Home > Uncategorized > The 520’th post

The 520’th post

This is the 520’th post on this blog, which will be 10-years old tomorrow. Regular readers may have noticed an increase in the rate of posting over the last few months; at the start of this month I needed to write 10 posts to hit my one-post a week target (which has depleted the list of things I keep meaning to write about).

What has happened in the last 10-years?

I probably missed several major events hiding in plain sight, either because I am too close to them or blinkered.

What did not happen in the last 10 years?

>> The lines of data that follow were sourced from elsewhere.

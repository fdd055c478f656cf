use std::collections::BTreeSet;

use super::{Graph, NodeKind};

/// Words that can never be a bare identifier: every literal keyword the grammar
/// can reach, lower-cased.
#[derive(Debug, Clone, Default, PartialEq, Eq)]
pub struct ReservedWords {
    words: BTreeSet<String>,
}

impl ReservedWords {
    pub fn resolve<H>(graph: &Graph<H>) -> Self {
        let mut words = BTreeSet::new();
        for id in graph.reachable() {
            match &graph.node(id).kind {
                NodeKind::ExactWord(word) => {
                    words.insert(word.to_ascii_lowercase());
                }
                NodeKind::MultiWord(alternatives) => {
                    words.extend(alternatives.iter().map(|w| w.to_ascii_lowercase()));
                }
                _ => {}
            }
        }
        tracing::trace!(count = words.len(), "reserved words resolved");
        Self { words }
    }

    pub fn contains(&self, word: &str) -> bool {
        self.words.contains(&word.to_ascii_lowercase())
    }

    /// Sorted, lower-cased.
    pub fn iter(&self) -> impl Iterator<Item = &str> {
        self.words.iter().map(String::as_str)
    }

    pub fn len(&self) -> usize {
        self.words.len()
    }

    pub fn is_empty(&self) -> bool {
        self.words.is_empty()
    }
}

impl<S: AsRef<str>> FromIterator<S> for ReservedWords {
    fn from_iter<I: IntoIterator<Item = S>>(iter: I) -> Self {
        Self {
            words: iter
                .into_iter()
                .map(|w| w.as_ref().to_ascii_lowercase())
                .collect(),
        }
    }
}
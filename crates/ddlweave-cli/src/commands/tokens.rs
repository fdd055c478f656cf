use std::fmt::Write;

use ddlweave_lib::sqlite::SqliteParser;

use super::input::{Input, InputArgs};
use super::report::{Failure, dialect, exit_with};

pub struct TokensArgs {
    pub input: InputArgs,
    pub color: bool,
}

pub fn run(args: TokensArgs) {
    let input = Input::load(&args.input).unwrap_or_else(|err| exit_with(err));
    let parser = dialect(args.color);

    match render_tokens(parser, &input) {
        Ok(out) => print!("{out}"),
        Err(failure) => failure.exit(&input, args.color),
    }
}

/// One line per token: byte range in the script, then the token.
/// Statements are separated by blank lines.
pub fn render_tokens(parser: &SqliteParser, input: &Input) -> Result<String, Failure> {
    let mut out = String::new();
    for (i, range) in input.statements().into_iter().enumerate() {
        let tokens = parser
            .tokenize(&input.text[range.clone()])
            .map_err(|error| Failure::in_statement(error, range.clone()))?;

        if i > 0 {
            out.push('\n');
        }
        for token in tokens {
            let start = range.start + token.span.start;
            let end = range.start + token.span.end;
            writeln!(out, "{start}..{end} {}", token.describe())
                .expect("String write never fails");
        }
    }
    Ok(out)
}
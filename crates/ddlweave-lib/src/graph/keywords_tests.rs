use super::*;

#[test]
fn collects_reachable_words_lower_cased() {
    let mut graph: Graph<()> = Graph::new();
    let root = graph.add_node(Node::new(NodeKind::Idle));
    let create = graph.add_node(Node::new(NodeKind::ExactWord("CREATE".to_string())));
    let dir = graph.add_node(Node::new(NodeKind::MultiWord(vec![
        "Asc".to_string(),
        "desc".to_string(),
    ])));
    let paren = graph.add_node(Node::new(NodeKind::ExactPunctuation('(')));
    let name = graph.add_node(Node::new(NodeKind::Identifier));
    graph.add_node(Node::new(NodeKind::ExactWord("ORPHAN".to_string())));

    graph.connect(root, create);
    graph.connect(create, paren);
    graph.connect(paren, name);
    graph.connect(name, dir);
    graph.connect(dir, name);

    let reserved = ReservedWords::resolve(&graph);
    assert_eq!(reserved.iter().collect::<Vec<_>>(), ["asc", "create", "desc"]);
    assert_eq!(reserved.len(), 3);
}

#[test]
fn contains_ignores_case() {
    let reserved: ReservedWords = ["Table", "KEY"].into_iter().collect();
    assert!(reserved.contains("table"));
    assert!(reserved.contains("TABLE"));
    assert!(reserved.contains("kEy"));
    assert!(!reserved.contains("person"));
    assert!(!reserved.is_empty());
    assert!(ReservedWords::default().is_empty());
}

  • No major new languages. These require major new hardware ecosystems; in the smartphone market Android used Java and iOS made use of existing languages. There were the usual selection of fashion/vanity driven wannabes, e.g., Julia, Rust, and Go. The R language started to get noticed, but it has been around since 1995, and Python looks set to eventually kill it off,
  • no accident killing 100+ people has been attributed to faults in software. Until this happens, software engineering has a dead bodies problem,
  • the creation of new software did not slow down from its break-neck speed,
  • in the first few years of this blog I used to make yearly predictions, which did not happen (most of the time).

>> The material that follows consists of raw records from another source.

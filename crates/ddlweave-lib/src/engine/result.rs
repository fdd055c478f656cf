use ddlweave_core::{
    Clause, ColumnDefinition, ForeignKeyDefinition, IndexColumn, IndexDefinition,
    PrimaryKeyDefinition, TableDefinition,
};

use super::error::AccumulatorError;

/// Clauses produced so far plus a counter of committed transitions.
///
/// One result may be shared across sequential parse calls; clauses accumulate in
/// call order.
#[derive(Debug, Clone, Default, PartialEq, Eq)]
pub struct ParsingResult {
    clauses: Vec<Clause>,
    version: u64,
}

impl ParsingResult {
    pub fn new() -> Self {
        Self::default()
    }

    pub fn clauses(&self) -> &[Clause] {
        &self.clauses
    }

    pub fn into_clauses(self) -> Vec<Clause> {
        self.clauses
    }

    pub fn len(&self) -> usize {
        self.clauses.len()
    }

    pub fn is_empty(&self) -> bool {
        self.clauses.is_empty()
    }

    /// Monotonic; never rolled back, even when a statement fails.
    pub fn version(&self) -> u64 {
        self.version
    }

    pub fn add_clause(&mut self, clause: impl Into<Clause>) {
        self.clauses.push(clause.into());
    }

    pub fn last_clause(&self) -> Option<&Clause> {
        self.clauses.last()
    }

    pub fn current_table(&mut self) -> Result<&mut TableDefinition, AccumulatorError> {
        match self.clauses.last_mut() {
            Some(Clause::Table(table)) => Ok(table),
            Some(other) => Err(AccumulatorError::WrongClause {
                expected: "table",
                found: other.kind_name(),
            }),
            None => Err(AccumulatorError::NoClause),
        }
    }

    pub fn current_column(&mut self) -> Result<&mut ColumnDefinition, AccumulatorError> {
        self.current_table()?
            .columns
            .last_mut()
            .ok_or(AccumulatorError::NoColumn)
    }

    pub fn current_primary_key(&mut self) -> Result<&mut PrimaryKeyDefinition, AccumulatorError> {
        self.current_table()?
            .primary_key
            .as_mut()
            .ok_or(AccumulatorError::NoPrimaryKey)
    }

    pub fn current_foreign_key(&mut self) -> Result<&mut ForeignKeyDefinition, AccumulatorError> {
        self.current_table()?
            .foreign_keys
            .last_mut()
            .ok_or(AccumulatorError::NoForeignKey)
    }

    pub fn current_index(&mut self) -> Result<&mut IndexDefinition, AccumulatorError> {
        match self.clauses.last_mut() {
            Some(Clause::Index(index)) => Ok(index),
            Some(other) => Err(AccumulatorError::WrongClause {
                expected: "index",
                found: other.kind_name(),
            }),
            None => Err(AccumulatorError::NoClause),
        }
    }

    pub fn current_index_column(&mut self) -> Result<&mut IndexColumn, AccumulatorError> {
        self.current_index()?
            .columns
            .last_mut()
            .ok_or(AccumulatorError::NoIndexColumn)
    }

    pub(crate) fn bump_version(&mut self) {
        self.version += 1;
    }

    /// Drop clauses added after `len`.
    pub(crate) fn rollback(&mut self, len: usize) {
        self.clauses.truncate(len);
    }
}
use std::ops::Range;

#[derive(Debug, Clone, PartialEq, Eq, thiserror::Error)]
pub enum GraphConstructionError {
    /// The vertex factory has no node kind for this mold.
    #[error("no node kind for grammar vertex {kind}")]
    UnknownVertexKind { kind: String, span: Range<usize> },

    /// Two molds share a name but describe different nodes.
    #[error("node `{name}` is declared as {first} and as {second}")]
    IncompatibleName {
        name: String,
        first: String,
        second: String,
        span: Range<usize>,
    },
}

impl GraphConstructionError {
    pub fn span(&self) -> Range<usize> {
        match self {
            GraphConstructionError::UnknownVertexKind { span, .. }
            | GraphConstructionError::IncompatibleName { span, .. } => span.clone(),
        }
    }
}
//! Tokens of the S-expression grammar language.

use logos::Logos;

#[derive(Logos, Debug, Clone, Copy, PartialEq, Eq)]
pub enum GrammarToken {
    #[token("(")]
    ParenOpen,

    #[token(")")]
    ParenClose,

    /// Double-quoted literal; `\"` and `\\` are the only escapes.
    #[regex(r#""(?:[^"\\]|\\.)*""#)]
    String,

    /// `:values` and friends.
    #[regex(r":[a-zA-Z][a-zA-Z0-9\-]*")]
    Keyword,

    /// Node heads (`IDLE`, `MULTI-WORD`, ...) and node names.
    #[regex(r"[a-zA-Z_][a-zA-Z0-9_\-]*")]
    Symbol,

    #[regex(r"[ \t\r]+")]
    Whitespace,

    #[token("\n")]
    Newline,

    #[regex(r";[^\n]*", allow_greedy = true)]
    Comment,
}

impl GrammarToken {
    pub fn is_trivia(self) -> bool {
        matches!(
            self,
            GrammarToken::Whitespace | GrammarToken::Newline | GrammarToken::Comment
        )
    }
}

Now I can relax for 9.5 years, before scurrying to complete 1,040 posts, i.e., the rate of posting will now resume its previous, more sedate, pace.

  1. Greg A. Woods
    December 1, 2018 23:01 | #1

    Regarding 100+ software fault induced deaths….

    There have been a couple of significant airplane crashes that are arguably due entirely to software faults, though I can’t quickly find references to the two I was remembering: one where an aircraft flew into the side of a hill because the pilots couldn’t force the engines to throttle up; and another where an error in programming the destination airport caused the plane to “land” in a field.

    I also found mention of one that I don’t remember hearing about where malware apparently prevented software from sounding an alarm about some kind of hardware failure, though that’s been disputed.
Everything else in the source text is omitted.